Apple Inc.
CorpDigest
Apple Inc.
Company History
Founded 1976 in Cupertino, California
Last reviewed: 2026-06-03 · By Swet Parvadiya
Apple was founded in 1976 in a Los Altos garage by Steve Jobs, Steve Wozniak, and Ronald Wayne. The company nearly died in the 1990s before Jobs returned in 1997 and rebuilt it around integrated design, the iMac, iPod, iTunes, iPhone, and iPad. Under Tim Cook since 2011, Apple has scaled into the world's most valuable company by combining premium hardware with high-margin services and custom silicon. FY2024 revenue reached $391B with approximately 164,000 employees and a market capitalization exceeding $3 trillion. The business model pairs hardware sales (iPhone ~52% of revenue) with a growing services ecosystem (~$96B) that monetizes the 2.2B+ active device installed base. The competitive position rests on ecosystem lock-in (switching costs across devices, apps, photos, messages, health data), custom silicon performance advantages, retail experience, privacy positioning, and brand premium. The strategic priority under Cook is threefold: integrate Apple Intelligence (on-device AI) across all products, defend App Store economics against regulatory challenges, and find the next growth category beyond iPhone through Vision Pro, health features, and wearable expansion.

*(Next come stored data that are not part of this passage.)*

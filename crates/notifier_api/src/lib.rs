// --- File: crates/notifier_api/src/lib.rs ---

//! REST client for the schedule notifier backend.
//!
//! [`ApiClient`] implements [`notifier_common::services::ScheduleService`], which is
//! the only way the view layer reaches the backend.

pub mod client;
pub mod error;
pub mod models;

pub use client::ApiClient;
pub use error::ApiError;
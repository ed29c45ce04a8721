// --- File: crates/notifier_common/src/lib.rs ---

// Declare modules within this crate
pub mod error; // Error handling
pub mod http; // HTTP utilities
pub mod logging; // Logging utilities
pub mod models; // Data structures and models
pub mod services; // Service abstractions

// Re-export error types and utilities for easier access
pub use error::{push_error, NotifierError};

// Re-export HTTP utilities for easier access
pub use http::client::create_client;

// Re-export logging utilities for easier access
pub use logging::{init_file, init_with_level, parse_level};

// Re-export the language type so downstream crates need only one import path
pub use notifier_i18n::Language;

// This crate provides common functionality that can be used across the client.
// It includes shared models, service traits, error handling, logging and HTTP utilities.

Steve Jobs co-founded Apple in 1976 and became the company's defining product strategist. His contribution was turning Wozniak's technical achievement into a commercial story: a personal computer that could be sold to real customers, not only hobbyists. Jobs pushed Apple toward integrated design, strong branding, and tight control over the user experience. After being forced out in 1985, he founded NeXT and helped build Pixar before returning to Apple through the 1997 NeXT acquisition. His second era produced the iMac, iPod, iTunes, iPhone, App Store, and iPad, restoring Apple from near-collapse to global influence. Jobs's lasting influence is the belief that hardware, software, design, and business model should be managed as one product experience.
Steve Wozniak co-founded Apple and supplied the engineering foundation for its early success. He designed the Apple I as a working personal-computer board and then created the Apple II, the product that transformed Apple into a real company. Wozniak's style was different from Jobs's: he valued openness, technical elegance, and the joy of building useful machines. After a 1981 plane crash and later changes in Apple's direction, he stepped back from day-to-day influence, though he remained permanently associated with the company's founding identity. His lasting contribution is the proof that technical simplicity can be a strategic advantage. Apple's later obsession with performance, efficiency, and integrated design still traces back to Wozniak's engineering discipline.
Ronald Wayne co-founded Apple in 1976 but exited the partnership after only days, selling his stake back to Jobs and Wozniak. His departure has become famous because that stake would later have been worth an enormous amount, but the decision made sense from his perspective at the time. Wayne had personal financial obligations and did not want unlimited liability if the young company failed to pay suppliers. Although he did not shape Apple's product strategy, his early paperwork and logo work helped formalize the company at the start. Wayne's story remains a reminder that Apple's founding was not inevitable mythology. It was a risky small business before it became Silicon Valley legend.
Apple acquired NeXT to obtain a modern operating-system foundation and bring Steve Jobs back into the company. NeXTSTEP technology became a foundation for future Apple software platforms.
Apple acquired Siri to add voice-assistant technology to iPhone and broaden the ways users could interact with devices. The technology later became integrated across iPhone, iPad, Mac, Apple Watch, HomePod, and CarPlay.
Apple acquired Beats Electronics to strengthen music streaming, premium audio hardware, and cultural relevance in music. The deal gave Apple talent, a subscription-music foothold, and a consumer audio brand that could sit beside AirPods and Apple Music.
Apple acquired Shazam to strengthen music discovery and deepen engagement with Apple Music. The app's recognition technology fit naturally into iOS, Siri, and music recommendations.